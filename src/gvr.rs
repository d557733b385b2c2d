use std::fmt;

use kube::{api::ApiResource, core::GroupVersionKind};
use tracing::trace;

/// Group, version and plural resource name identifying a class of objects.
///
/// The textual form is `<group>/<version>/<resource>`, or `<version>/<resource>`
/// for the core group.
#[derive(Debug, Clone, Default, PartialEq, Eq, Hash, PartialOrd, Ord)]
pub struct ResourceIdentity {
    pub group: String,
    pub version: String,
    pub resource: String,
}

impl ResourceIdentity {
    pub fn new(
        group: impl Into<String>,
        version: impl Into<String>,
        resource: impl Into<String>,
    ) -> Self {
        Self {
            group: group.into(),
            version: version.into(),
            resource: resource.into(),
        }
    }

    /// Parse a textual resource identifier.
    ///
    /// Never fails. Identifiers with fewer than three segments get an empty
    /// group prepended; whatever is still missing stays empty, so an unknown
    /// combination only fails once it is used against the cluster.
    pub fn parse(gvr: &str) -> Self {
        trace!(gvr, "resolving resource identity");
        let mut tokens: Vec<&str> = gvr.split('/').collect();
        if tokens.len() < 3 {
            tokens.insert(0, "");
        }
        let token = |i: usize| tokens.get(i).copied().unwrap_or_default().to_string();

        Self {
            group: token(0),
            version: token(1),
            resource: token(2),
        }
    }

    /// `group/version`, or just `version` for the core group.
    pub fn api_version(&self) -> String {
        if self.group.is_empty() {
            self.version.clone()
        } else {
            format!("{}/{}", self.group, self.version)
        }
    }

    /// Whether the identity names something that could exist on a cluster.
    pub fn is_complete(&self) -> bool {
        !self.version.is_empty() && !self.resource.is_empty()
    }

    /// Build a kube `ApiResource` for this identity.
    ///
    /// The kind is unknown until discovery runs, so it is left empty; list and
    /// watch URLs only need the group, version and plural.
    pub fn to_api_resource(&self) -> ApiResource {
        let gvk = GroupVersionKind::gvk(&self.group, &self.version, "");
        ApiResource::from_gvk_with_plural(&gvk, &self.resource)
    }
}

impl From<&str> for ResourceIdentity {
    fn from(gvr: &str) -> Self {
        Self::parse(gvr)
    }
}

impl From<&ApiResource> for ResourceIdentity {
    fn from(ar: &ApiResource) -> Self {
        Self::new(&ar.group, &ar.version, &ar.plural)
    }
}

impl fmt::Display for ResourceIdentity {
    fn fmt(&self, f: &mut fmt::Formatter<'_>) -> fmt::Result {
        write!(f, "{}/{}", self.api_version(), self.resource)
    }
}

/// Split a `namespace/name` path.
///
/// Everything before the last `/` is the namespace, with separators trimmed
/// from both ends. A path without separator is a bare name.
pub fn namespaced(path: &str) -> (String, String) {
    match path.rfind('/') {
        Some(idx) => (
            path[..idx].trim_matches('/').to_string(),
            path[idx + 1..].to_string(),
        ),
        None => (String::new(), path.to_string()),
    }
}

#[cfg(test)]
mod tests {
    use super::{ResourceIdentity, namespaced};

    #[test]
    fn parses_grouped_identity() {
        assert_eq!(
            ResourceIdentity::parse("apps/v1/deployments"),
            ResourceIdentity::new("apps", "v1", "deployments")
        );
    }

    #[test]
    fn parses_core_identity() {
        let gvr = ResourceIdentity::parse("v1/pods");
        assert_eq!(gvr, ResourceIdentity::new("", "v1", "pods"));
        assert_eq!(gvr.api_version(), "v1");
        assert_eq!(gvr.to_string(), "v1/pods");
    }

    #[test]
    fn degrades_malformed_identity() {
        let gvr = ResourceIdentity::parse("pods");
        assert_eq!(gvr, ResourceIdentity::new("", "pods", ""));
        assert!(!gvr.is_complete());

        let gvr = ResourceIdentity::parse("");
        assert_eq!(gvr, ResourceIdentity::default());

        let gvr = ResourceIdentity::parse("a/b/c/d");
        assert_eq!(gvr, ResourceIdentity::new("a", "b", "c"));
    }

    #[test]
    fn round_trips_display() {
        let gvr = ResourceIdentity::parse("rbac.authorization.k8s.io/v1/roles");
        assert_eq!(gvr.to_string(), "rbac.authorization.k8s.io/v1/roles");
        assert_eq!(ResourceIdentity::from(&gvr.to_api_resource()), gvr);
    }

    #[test]
    fn splits_paths() {
        assert_eq!(
            namespaced("default/pod-abc"),
            ("default".to_string(), "pod-abc".to_string())
        );
        assert_eq!(namespaced("pod-abc"), (String::new(), "pod-abc".to_string()));
        assert_eq!(
            namespaced("/kube-system//coredns"),
            ("kube-system".to_string(), "coredns".to_string())
        );
        assert_eq!(namespaced("-/admin"), ("-".to_string(), "admin".to_string()));
    }
}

════

EXERCISE OBJECTIVE:
Write out every line from the entries where "only" appears.

ANSWER:
    /// combination only fails once it is used against the cluster.
    /// watch URLs only need the group, version and plural.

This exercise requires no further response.